**What the exercise asks:**
All entries should be printed precisely as written.

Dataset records
********************
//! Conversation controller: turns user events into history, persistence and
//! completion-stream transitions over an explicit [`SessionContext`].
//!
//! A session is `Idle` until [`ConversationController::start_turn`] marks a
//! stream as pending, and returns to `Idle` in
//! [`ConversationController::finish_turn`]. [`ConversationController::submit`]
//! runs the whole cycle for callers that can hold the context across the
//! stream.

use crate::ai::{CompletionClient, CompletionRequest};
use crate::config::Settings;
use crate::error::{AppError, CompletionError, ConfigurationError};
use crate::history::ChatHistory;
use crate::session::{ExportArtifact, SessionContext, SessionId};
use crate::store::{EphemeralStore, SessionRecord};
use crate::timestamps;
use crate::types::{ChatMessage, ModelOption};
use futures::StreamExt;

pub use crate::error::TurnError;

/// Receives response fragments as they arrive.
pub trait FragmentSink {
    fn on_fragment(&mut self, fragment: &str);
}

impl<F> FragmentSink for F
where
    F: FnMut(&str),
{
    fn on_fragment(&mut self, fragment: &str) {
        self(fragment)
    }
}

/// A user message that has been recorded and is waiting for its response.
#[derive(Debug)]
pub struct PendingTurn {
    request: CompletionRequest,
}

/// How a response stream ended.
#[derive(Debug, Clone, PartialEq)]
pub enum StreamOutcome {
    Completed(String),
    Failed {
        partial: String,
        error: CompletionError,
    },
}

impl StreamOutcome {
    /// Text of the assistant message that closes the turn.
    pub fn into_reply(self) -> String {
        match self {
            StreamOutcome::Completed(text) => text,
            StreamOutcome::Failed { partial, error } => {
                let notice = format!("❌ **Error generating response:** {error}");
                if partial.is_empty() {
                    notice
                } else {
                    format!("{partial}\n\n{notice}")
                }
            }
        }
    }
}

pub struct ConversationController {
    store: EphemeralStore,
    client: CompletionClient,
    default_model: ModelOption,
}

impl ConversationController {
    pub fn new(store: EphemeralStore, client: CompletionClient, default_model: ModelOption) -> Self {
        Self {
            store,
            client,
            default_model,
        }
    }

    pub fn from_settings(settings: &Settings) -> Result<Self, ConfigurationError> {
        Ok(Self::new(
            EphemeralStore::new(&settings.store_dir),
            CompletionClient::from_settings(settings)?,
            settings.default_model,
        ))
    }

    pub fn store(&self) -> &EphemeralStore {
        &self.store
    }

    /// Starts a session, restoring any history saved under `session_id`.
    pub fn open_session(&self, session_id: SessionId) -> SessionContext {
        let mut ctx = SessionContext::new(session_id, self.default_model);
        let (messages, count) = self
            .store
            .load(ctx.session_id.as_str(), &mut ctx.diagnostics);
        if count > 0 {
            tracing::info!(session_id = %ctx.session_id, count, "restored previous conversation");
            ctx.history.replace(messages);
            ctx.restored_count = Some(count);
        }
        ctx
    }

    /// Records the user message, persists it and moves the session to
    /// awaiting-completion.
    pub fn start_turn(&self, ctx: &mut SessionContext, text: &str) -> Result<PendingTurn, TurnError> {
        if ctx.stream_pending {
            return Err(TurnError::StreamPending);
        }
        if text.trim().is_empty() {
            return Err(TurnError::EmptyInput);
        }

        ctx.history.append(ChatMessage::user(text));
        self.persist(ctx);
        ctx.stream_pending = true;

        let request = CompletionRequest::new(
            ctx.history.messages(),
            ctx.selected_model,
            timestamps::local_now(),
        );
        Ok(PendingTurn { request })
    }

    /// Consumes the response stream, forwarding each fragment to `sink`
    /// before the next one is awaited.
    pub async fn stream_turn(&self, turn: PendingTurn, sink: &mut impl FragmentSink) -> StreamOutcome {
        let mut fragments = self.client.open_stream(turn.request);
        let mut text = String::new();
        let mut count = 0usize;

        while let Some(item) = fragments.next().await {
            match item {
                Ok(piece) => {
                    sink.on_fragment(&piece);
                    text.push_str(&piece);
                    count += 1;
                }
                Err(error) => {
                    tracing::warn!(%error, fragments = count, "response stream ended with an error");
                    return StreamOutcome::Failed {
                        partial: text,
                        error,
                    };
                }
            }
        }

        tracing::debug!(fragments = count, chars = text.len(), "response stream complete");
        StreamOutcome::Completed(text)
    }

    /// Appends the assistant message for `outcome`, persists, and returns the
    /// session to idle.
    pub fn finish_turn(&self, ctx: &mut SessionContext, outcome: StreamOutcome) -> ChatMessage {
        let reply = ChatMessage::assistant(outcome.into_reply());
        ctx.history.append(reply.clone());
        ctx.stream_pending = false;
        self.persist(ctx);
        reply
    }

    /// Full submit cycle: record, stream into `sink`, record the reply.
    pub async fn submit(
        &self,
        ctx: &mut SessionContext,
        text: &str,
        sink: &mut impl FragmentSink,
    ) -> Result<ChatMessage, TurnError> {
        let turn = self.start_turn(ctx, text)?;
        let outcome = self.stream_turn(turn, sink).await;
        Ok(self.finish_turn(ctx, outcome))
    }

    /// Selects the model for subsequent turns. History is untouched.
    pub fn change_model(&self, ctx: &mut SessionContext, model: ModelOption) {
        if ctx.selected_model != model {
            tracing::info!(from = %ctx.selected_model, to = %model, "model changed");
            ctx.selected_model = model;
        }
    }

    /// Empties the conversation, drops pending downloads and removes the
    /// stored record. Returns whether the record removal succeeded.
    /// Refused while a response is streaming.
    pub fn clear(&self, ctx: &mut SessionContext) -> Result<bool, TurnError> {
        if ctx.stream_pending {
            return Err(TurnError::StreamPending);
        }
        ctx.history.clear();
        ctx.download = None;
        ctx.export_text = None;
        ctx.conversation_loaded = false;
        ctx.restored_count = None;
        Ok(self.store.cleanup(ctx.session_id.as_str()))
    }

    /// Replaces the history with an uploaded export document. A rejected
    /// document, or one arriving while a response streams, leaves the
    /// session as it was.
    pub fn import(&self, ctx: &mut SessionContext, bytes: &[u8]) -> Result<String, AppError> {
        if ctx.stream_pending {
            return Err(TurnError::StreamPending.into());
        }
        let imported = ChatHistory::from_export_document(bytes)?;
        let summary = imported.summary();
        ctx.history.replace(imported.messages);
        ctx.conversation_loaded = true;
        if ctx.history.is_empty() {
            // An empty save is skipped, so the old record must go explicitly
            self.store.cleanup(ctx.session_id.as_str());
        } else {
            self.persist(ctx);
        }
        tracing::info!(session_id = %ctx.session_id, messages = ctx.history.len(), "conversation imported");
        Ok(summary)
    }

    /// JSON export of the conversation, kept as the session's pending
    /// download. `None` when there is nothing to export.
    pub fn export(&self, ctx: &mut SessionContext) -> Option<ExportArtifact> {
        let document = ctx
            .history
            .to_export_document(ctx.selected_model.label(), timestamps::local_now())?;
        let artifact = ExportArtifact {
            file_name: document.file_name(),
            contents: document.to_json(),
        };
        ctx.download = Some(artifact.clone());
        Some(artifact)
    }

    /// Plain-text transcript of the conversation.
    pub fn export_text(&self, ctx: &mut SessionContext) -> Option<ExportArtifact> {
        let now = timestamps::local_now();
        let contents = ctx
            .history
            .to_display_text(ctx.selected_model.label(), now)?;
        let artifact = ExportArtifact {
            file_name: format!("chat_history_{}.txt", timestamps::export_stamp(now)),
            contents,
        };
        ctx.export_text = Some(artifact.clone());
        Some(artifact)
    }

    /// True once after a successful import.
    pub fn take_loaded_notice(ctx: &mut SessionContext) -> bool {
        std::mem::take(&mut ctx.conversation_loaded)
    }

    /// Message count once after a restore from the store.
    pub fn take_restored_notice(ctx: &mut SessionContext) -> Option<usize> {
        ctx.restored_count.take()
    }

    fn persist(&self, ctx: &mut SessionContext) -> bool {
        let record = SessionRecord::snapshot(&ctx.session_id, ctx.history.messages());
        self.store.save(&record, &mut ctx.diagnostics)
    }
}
********************
**Worked solution:**
//! Conversation controller: turns user events into history, persistence and
//! completion-stream transitions over an explicit [`SessionContext`].
//!
//! A session is `Idle` until [`ConversationController::start_turn`] marks a
//! stream as pending, and returns to `Idle` in
//! [`ConversationController::finish_turn`]. [`ConversationController::submit`]
//! runs the whole cycle for callers that can hold the context across the
//! stream.

use crate::ai::{CompletionClient, CompletionRequest};
use crate::config::Settings;
use crate::error::{AppError, CompletionError, ConfigurationError};
use crate::history::ChatHistory;
use crate::session::{ExportArtifact, SessionContext, SessionId};
use crate::store::{EphemeralStore, SessionRecord};
use crate::timestamps;
use crate::types::{ChatMessage, ModelOption};
use futures::StreamExt;

pub use crate::error::TurnError;

/// Receives response fragments as they arrive.
pub trait FragmentSink {
    fn on_fragment(&mut self, fragment: &str);
}

impl<F> FragmentSink for F
where
    F: FnMut(&str),
{
    fn on_fragment(&mut self, fragment: &str) {
        self(fragment)
    }
}

/// A user message that has been recorded and is waiting for its response.
#[derive(Debug)]
pub struct PendingTurn {
    request: CompletionRequest,
}

/// How a response stream ended.
#[derive(Debug, Clone, PartialEq)]
pub enum StreamOutcome {
    Completed(String),
    Failed {
        partial: String,
        error: CompletionError,
    },
}

impl StreamOutcome {
    /// Text of the assistant message that closes the turn.
    pub fn into_reply(self) -> String {
        match self {
            StreamOutcome::Completed(text) => text,
            StreamOutcome::Failed { partial, error } => {
                let notice = format!("❌ **Error generating response:** {error}");
                if partial.is_empty() {
                    notice
                } else {
                    format!("{partial}\n\n{notice}")
                }
            }
        }
    }
}

pub struct ConversationController {
    store: EphemeralStore,
    client: CompletionClient,
    default_model: ModelOption,
}

impl ConversationController {
    pub fn new(store: EphemeralStore, client: CompletionClient, default_model: ModelOption) -> Self {
        Self {
            store,
            client,
            default_model,
        }
    }

    pub fn from_settings(settings: &Settings) -> Result<Self, ConfigurationError> {
        Ok(Self::new(
            EphemeralStore::new(&settings.store_dir),
            CompletionClient::from_settings(settings)?,
            settings.default_model,
        ))
    }

    pub fn store(&self) -> &EphemeralStore {
        &self.store
    }

    /// Starts a session, restoring any history saved under `session_id`.
    pub fn open_session(&self, session_id: SessionId) -> SessionContext {
        let mut ctx = SessionContext::new(session_id, self.default_model);
        let (messages, count) = self
            .store
            .load(ctx.session_id.as_str(), &mut ctx.diagnostics);
        if count > 0 {
            tracing::info!(session_id = %ctx.session_id, count, "restored previous conversation");
            ctx.history.replace(messages);
            ctx.restored_count = Some(count);
        }
        ctx
    }

    /// Records the user message, persists it and moves the session to
    /// awaiting-completion.
    pub fn start_turn(&self, ctx: &mut SessionContext, text: &str) -> Result<PendingTurn, TurnError> {
        if ctx.stream_pending {
            return Err(TurnError::StreamPending);
        }
        if text.trim().is_empty() {
            return Err(TurnError::EmptyInput);
        }

        ctx.history.append(ChatMessage::user(text));
        self.persist(ctx);
        ctx.stream_pending = true;

        let request = CompletionRequest::new(
            ctx.history.messages(),
            ctx.selected_model,
            timestamps::local_now(),
        );
        Ok(PendingTurn { request })
    }

    /// Consumes the response stream, forwarding each fragment to `sink`
    /// before the next one is awaited.
    pub async fn stream_turn(&self, turn: PendingTurn, sink: &mut impl FragmentSink) -> StreamOutcome {
        let mut fragments = self.client.open_stream(turn.request);
        let mut text = String::new();
        let mut count = 0usize;

        while let Some(item) = fragments.next().await {
            match item {
                Ok(piece) => {
                    sink.on_fragment(&piece);
                    text.push_str(&piece);
                    count += 1;
                }
                Err(error) => {
                    tracing::warn!(%error, fragments = count, "response stream ended with an error");
                    return StreamOutcome::Failed {
                        partial: text,
                        error,
                    };
                }
            }
        }

        tracing::debug!(fragments = count, chars = text.len(), "response stream complete");
        StreamOutcome::Completed(text)
    }

    /// Appends the assistant message for `outcome`, persists, and returns the
    /// session to idle.
    pub fn finish_turn(&self, ctx: &mut SessionContext, outcome: StreamOutcome) -> ChatMessage {
        let reply = ChatMessage::assistant(outcome.into_reply());
        ctx.history.append(reply.clone());
        ctx.stream_pending = false;
        self.persist(ctx);
        reply
    }

    /// Full submit cycle: record, stream into `sink`, record the reply.
    pub async fn submit(
        &self,
        ctx: &mut SessionContext,
        text: &str,
        sink: &mut impl FragmentSink,
    ) -> Result<ChatMessage, TurnError> {
        let turn = self.start_turn(ctx, text)?;
        let outcome = self.stream_turn(turn, sink).await;
        Ok(self.finish_turn(ctx, outcome))
    }

    /// Selects the model for subsequent turns. History is untouched.
    pub fn change_model(&self, ctx: &mut SessionContext, model: ModelOption) {
        if ctx.selected_model != model {
            tracing::info!(from = %ctx.selected_model, to = %model, "model changed");
            ctx.selected_model = model;
        }
    }

    /// Empties the conversation, drops pending downloads and removes the
    /// stored record. Returns whether the record removal succeeded.
    /// Refused while a response is streaming.
    pub fn clear(&self, ctx: &mut SessionContext) -> Result<bool, TurnError> {
        if ctx.stream_pending {
            return Err(TurnError::StreamPending);
        }
        ctx.history.clear();
        ctx.download = None;
        ctx.export_text = None;
        ctx.conversation_loaded = false;
        ctx.restored_count = None;
        Ok(self.store.cleanup(ctx.session_id.as_str()))
    }

    /// Replaces the history with an uploaded export document. A rejected
    /// document, or one arriving while a response streams, leaves the
    /// session as it was.
    pub fn import(&self, ctx: &mut SessionContext, bytes: &[u8]) -> Result<String, AppError> {
        if ctx.stream_pending {
            return Err(TurnError::StreamPending.into());
        }
        let imported = ChatHistory::from_export_document(bytes)?;
        let summary = imported.summary();
        ctx.history.replace(imported.messages);
        ctx.conversation_loaded = true;
        if ctx.history.is_empty() {
            // An empty save is skipped, so the old record must go explicitly
            self.store.cleanup(ctx.session_id.as_str());
        } else {
            self.persist(ctx);
        }
        tracing::info!(session_id = %ctx.session_id, messages = ctx.history.len(), "conversation imported");
        Ok(summary)
    }

    /// JSON export of the conversation, kept as the session's pending
    /// download. `None` when there is nothing to export.
    pub fn export(&self, ctx: &mut SessionContext) -> Option<ExportArtifact> {
        let document = ctx
            .history
            .to_export_document(ctx.selected_model.label(), timestamps::local_now())?;
        let artifact = ExportArtifact {
            file_name: document.file_name(),
            contents: document.to_json(),
        };
        ctx.download = Some(artifact.clone());
        Some(artifact)
    }

    /// Plain-text transcript of the conversation.
    pub fn export_text(&self, ctx: &mut SessionContext) -> Option<ExportArtifact> {
        let now = timestamps::local_now();
        let contents = ctx
            .history
            .to_display_text(ctx.selected_model.label(), now)?;
        let artifact = ExportArtifact {
            file_name: format!("chat_history_{}.txt", timestamps::export_stamp(now)),
            contents,
        };
        ctx.export_text = Some(artifact.clone());
        Some(artifact)
    }

    /// True once after a successful import.
    pub fn take_loaded_notice(ctx: &mut SessionContext) -> bool {
        std::mem::take(&mut ctx.conversation_loaded)
    }

    /// Message count once after a restore from the store.
    pub fn take_restored_notice(ctx: &mut SessionContext) -> Option<usize> {
        ctx.restored_count.take()
    }

    fn persist(&self, ctx: &mut SessionContext) -> bool {
        let record = SessionRecord::snapshot(&ctx.session_id, ctx.history.messages());
        self.store.save(&record, &mut ctx.diagnostics)
    }
}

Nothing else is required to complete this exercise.